To this end, immediately after the end of the war, the RŽNO began compiling all available information on the registration, imprisonment, deportation and fate of all those who had been persecuted as Jews by the German occupying forces in the territory of the former Czechoslovakia between 1938 and 1945. In addition to registration and census documents, death and cemetery records, the material evaluated also included lists of transports that had arrived at the so-called Theresienstadt ghetto from the end of 1941 onwards or had left for the extermination camps in the east. The information obtained from the transport lists was transferred to special index card forms and later integrated into an alphabetically sorted master file – the RŽNO's central card index.
In the post-war years, the RŽNO used its central card index primarily as a basis for responding to inquiries from surviving Czech and foreign Jews about missing relatives, reuniting torn families, or issuing survivors with evidence of the repression they had suffered under German occupation (e.g. imprisonment). The cards in the central transport card index served, on the one hand, to document deportations to Theresienstadt, periods of imprisonment and, where applicable, survival there. On the other hand, the information they contained about deportations to extermination camps was often the last existing evidence of the whereabouts of the persons concerned.
With more than 120,000 cards, the Central Transport Card Index makes up the majority of the RŽNO's Central Card Index, which comprises a total of around 160,000 cards and is now kept by the Federation of Jewish Communities in the Czech Republic (Federace židovských obcí v České republice, FŽO) in Prague, the successor organisation to the RŽNO.
The Arolsen Archives have a digital copy of the complete RŽNO Central Card Index. In the online archive, it forms sub-collection 1.1.42.2.
The Type I cards, numbering just under 71,000, make up more than half of the RŽNO Central Transport Card Index.

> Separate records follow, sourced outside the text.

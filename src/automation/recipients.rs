//! Recipient resolution for automation dispatch.
//!
//! Payload-scoped tags (gestor, analista, cliente) read the snapshots
//! embedded in the event, avoiding stale-data races against the store.
//! Broadcast tags query the directory for every active account in the role.
//! Duplicates across overlapping tags are deliberately kept: delivery is
//! at-least-once, not exactly-once.

use tracing::warn;

use crate::lifecycle::{CreditEvent, PersonaRef};
use crate::model::{Recipient, Role, RoleTag};
use crate::store::AccountsDirectory;

pub async fn resolve_recipients(
    directory: &dyn AccountsDirectory,
    roles: &[RoleTag],
    event: &CreditEvent,
) -> Vec<Recipient> {
    let parties = event.parties();
    let mut recipients = Vec::new();
    for tag in roles {
        match tag {
            RoleTag::Gestor => push_persona(&mut recipients, parties.gestor, "gestor"),
            RoleTag::Analista => push_persona(&mut recipients, parties.analista, "analista"),
            RoleTag::Cliente => push_persona(&mut recipients, parties.cliente, "cliente"),
            RoleTag::Admins => broadcast(&mut recipients, directory, Role::Admin).await,
            RoleTag::Tesoreria => broadcast(&mut recipients, directory, Role::Tesoreria).await,
        }
    }
    recipients
}

fn push_persona(out: &mut Vec<Recipient>, persona: Option<&PersonaRef>, role: &str) {
    if let Some(p) = persona {
        out.push(Recipient {
            name: p.nombre.clone(),
            phone: p.telefono.clone(),
            email: p.correo.clone(),
            role: role.to_string(),
        });
    }
}

async fn broadcast(out: &mut Vec<Recipient>, directory: &dyn AccountsDirectory, role: Role) {
    match directory.list_active(role).await {
        Ok(accounts) => out.extend(accounts.iter().map(Recipient::from_account)),
        Err(err) => warn!(role = %role, error = %err, "broadcast recipient lookup failed"),
    }
}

The Central Transport Register contains information only on those persons deported to Theresienstadt who were transferred from there to other camps or who witnessed the liberation of the so-called ghetto on 8 May 1945. The more than 30,000 people who died in the Theresienstadt ‘ghetto’ between November 1941 and May 1945 were documented separately from the RŽNO in various death records. These death records are also part of the RŽNO Central Card Index today.